NEW DESIGNS FOR NEW WOMEN



In January 1924, the 8th Industrial Art Exhibition opened at The Metropolitan Museum of Art. The show was assembled by Richard F. Bach, the museum's first decorative arts curator specifically charged with facilitating professional artisans access to the Met's collections "for the betterment of American design and craftsmanship." 

A review of the exhibit in Jewelers' Circular featured a photo of one of Gustav Manz's Tutankhamun-inspired necklaces—at least one of which was purchased by Raymond C. Yard. Also shown was a Manz ring depicting a panther or tiger confronting a snake in the style of French sculptor Antoine Barye, that was carried by (seemingly) every jewelry house in the city including Tiffany & Company. 



Panther & Snake Ring sold to Tiffany & Co,1913
 Gustav Manz costbook, Winterthur Museum

Several of Manz's longtime wholesale clients were also exhibitors, notably Tiffany & Co ("beautiful display of silver and gold ware"), Cartier New York ("silver and utility pieces as well as ornaments"), and the Gorham Manufacturing Company ("a beautiful silver urn...and similar articles of hollowware"). 

Besides drawing from his Egyptian and animal repertoire, Manz's case contained ornaments that, in the reviewer's words, "follow very distinctly the Oriental type" and were likely quite similar to the jade and sapphire Buddha brooch in the illustration, one of numerous Asian-inspired pieces Tiffany & Co. purchased from Manz's studio. 

During this period, Manz's 19-year-old daughter Doris worked as his commission agent and undoubtedly advised him about styles and motifs most appealing to the post-war era's New Woman. In the photo above, she's wearing her father's jade "earvices" which dangle just below her flapper bob...





Sunday, November 18, 2018

KING OF DIAMONDS: PAUL GILLOT



CLOCKWISE FROM LEFT: Paul Gillot, jeweler, possibly aboard the S.S. Normandie (undated photo from the Bain picture agency, Library of Congress); Lot 59: Gillot & Company fancy yellow diamond ring consigned for auction at Christie's New York; production notes on a platinum and gold ring mounting sold to Paul Gillot in 1920, from Gustav Manz's costbook archived at Winterthur Museum

Paul Gillot began his career as a draughtsman in Paris (recognized by Henri Vever, no less) before he was hired to design jewelry for Marcus & Co in NYC in 1902. Gustav Manz—an independent maker who produced special orders for Marcus, F. Walter Lawrence, Tiffany & Co. and other firms—was likely one of his first calls.

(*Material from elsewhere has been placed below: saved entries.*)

//! Maze Chase - a grid-based arcade chase game
//!
//! Core modules:
//! - `sim`: Deterministic simulation (maze, agents, session state, tick)
//! - `settings`: Data-driven tuning loaded from JSON
//! - `error`: Construction and configuration errors
//!
//! Rendering, audio, and input polling live outside this crate. They read
//! [`sim::Snapshot`] / [`sim::GameEvent`] and feed [`sim::TickInput`] back in.

pub mod error;
pub mod settings;
pub mod sim;

pub use error::{ConfigError, MapError, SessionError};
pub use settings::Settings;

use glam::{IVec2, Vec2};

/// Game configuration constants
pub mod consts {
    /// Fixed simulation rate (one tick per rendered frame)
    pub const SIM_HZ: u32 = 60;

    /// Edge length of one grid cell in world units
    pub const CELL_SIZE: f32 = 30.0;

    /// Reference maze dimensions in cells
    pub const GRID_WIDTH: usize = 20;
    pub const GRID_HEIGHT: usize = 15;

    /// Player travel per tick
    pub const PLAYER_SPEED: f32 = 2.0;
    /// Adversary travel per tick
    pub const ADVERSARY_SPEED: f32 = 1.5;
    /// Frightened adversaries move at this fraction of their speed
    pub const FRIGHTENED_SPEED_FACTOR: f32 = 0.5;

    /// Collision half-extent as a fraction of the cell size (floored)
    pub const COLLISION_RADIUS_FACTOR: f32 = 0.4;

    /// Power mode duration
    pub const POWER_MODE_SECONDS: f32 = 10.0;

    pub const STARTING_LIVES: u8 = 3;
    pub const STARTING_LEVEL: u32 = 1;

    /// Score values
    pub const PELLET_SCORE: u64 = 10;
    pub const POWER_PELLET_SCORE: u64 = 50;
    pub const ADVERSARY_SCORE: u64 = 200;

    /// Ambush targets this many cells ahead of the player
    pub const AMBUSH_LEAD_CELLS: f32 = 4.0;
    /// Patrol corners sit this many cells in from each edge
    pub const PATROL_CORNER_INSET: f32 = 1.5;
    /// Patrol ignores corners closer than this many cells
    pub const PATROL_MIN_DISTANCE: f32 = 3.0;

    /// Seed used when none is configured
    pub const DEFAULT_SEED: u64 = 0x5EED_CAFE;
}

/// Grid cell containing a world position (floor division, may be off-grid)
#[inline]
pub fn world_to_cell(pos: Vec2, cell_size: f32) -> IVec2 {
    (pos / cell_size).floor().as_ivec2()
}

/// World coordinate of a cell's center
#[inline]
pub fn cell_center(cell: IVec2, cell_size: f32) -> Vec2 {
    (cell.as_vec2() + Vec2::splat(0.5)) * cell_size
}
//! Shared agent motion model
//!
//! Every agent moves continuously along its heading, but only changes heading
//! at cell centers. Reaching a center snaps the agent onto it exactly so that
//! sub-cell drift never accumulates and agents stay on corridor centerlines.

use glam::{IVec2, Vec2};
use serde::{Deserialize, Serialize};

use crate::{cell_center, world_to_cell};

/// Heading of an agent (screen coordinates: +y is down)
#[derive(Debug, Clone, Copy, PartialEq, Eq, Hash, Default, Serialize, Deserialize)]
pub enum Direction {
    Up,
    Down,
    Left,
    Right,
    #[default]
    None,
}

impl Direction {
    /// The four movable directions, in valid-direction enumeration order
    pub const CARDINALS: [Direction; 4] = [
        Direction::Up,
        Direction::Down,
        Direction::Left,
        Direction::Right,
    ];

    pub fn opposite(self) -> Self {
        match self {
            Direction::Up => Direction::Down,
            Direction::Down => Direction::Up,
            Direction::Left => Direction::Right,
            Direction::Right => Direction::Left,
            Direction::None => Direction::None,
        }
    }

    /// Unit vector in world space
    pub fn vector(self) -> Vec2 {
        self.offset().as_vec2()
    }

    /// Neighbor offset in grid space
    pub fn offset(self) -> IVec2 {
        match self {
            Direction::Up => IVec2::new(0, -1),
            Direction::Down => IVec2::new(0, 1),
            Direction::Left => IVec2::new(-1, 0),
            Direction::Right => IVec2::new(1, 0),
            Direction::None => IVec2::ZERO,
        }
    }

    pub fn is_none(self) -> bool {
        self == Direction::None
    }

    /// Whether both directions lie on the same axis (including equality)
    pub fn is_collinear(self, other: Direction) -> bool {
        !self.is_none() && (other == self || other == self.opposite())
    }
}

/// Position and heading of an agent
#[derive(Debug, Clone, Copy, PartialEq, Serialize, Deserialize)]
pub struct Motion {
    pub pos: Vec2,
    pub direction: Direction,
}

impl Motion {
    pub fn new(pos: Vec2, direction: Direction) -> Self {
        Self { pos, direction }
    }

    /// Grid cell the agent currently occupies
    #[inline]
    pub fn cell(&self, cell_size: f32) -> IVec2 {
        world_to_cell(self.pos, cell_size)
    }

    /// True when this tick's travel would reach or pass the current cell's center
    pub fn at_intersection(&self, cell_size: f32, speed: f32) -> bool {
        let delta = (self.pos - cell_center(self.cell(cell_size), cell_size)).abs();
        delta.x < speed && delta.y < speed
    }

    /// Snap onto the cell center if at an intersection; returns whether it did
    pub fn try_snap(&mut self, cell_size: f32, speed: f32) -> bool {
        if !self.at_intersection(cell_size, speed) {
            return false;
        }
        self.pos = cell_center(self.cell(cell_size), cell_size);
        true
    }

    /// Move one tick along the current heading
    #[inline]
    pub fn advance(&mut self, speed: f32) {
        self.pos += self.direction.vector() * speed;
    }

    pub fn reverse(&mut self) {
        self.direction = self.direction.opposite();
    }
}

After joining his brother Adrien (a commercial artist) to fight for France in 1915, Gillot returned to NYC where he found partners and financing to go out on his own as a merchant of fancy goods with a storefront on Union Square. He resumed his association with Manz, with whom he shared a connection to Sarah Bernhardt. Manz had also worked in Paris and made a bracelet for the actress. 


A golden oak branch presented to Marshal Joffre by a delegation of American Citizens organized by jeweler Paul Gillot in 1917. Gillot designed the tribute and dedication "Au Heros de la Marne" but likely delegated the execution to a master carver such as Gustav Manz. 
IMAGE FROM ART WORLD, OCTOBER 1917

Among the commissions Manz executed for Gillot was a gold bison fob presented to journalist and French diplomat Marcel Knecht. Gillot himself served as unofficial ambassador for the French expat community in America, organizing laurels for dignitaries while selling jewelry from his boutique near La Maison Francaise at Rockefeller Center and perhaps arranging fresh mountings for stones spirited out of Europe between the wars. Gillot built a collection of colored diamonds in100-plus different shades. He died in 1949, at age 78, after falling down the stairs of his home in Hastings, leaving his Dutch-born wife and a niece in France.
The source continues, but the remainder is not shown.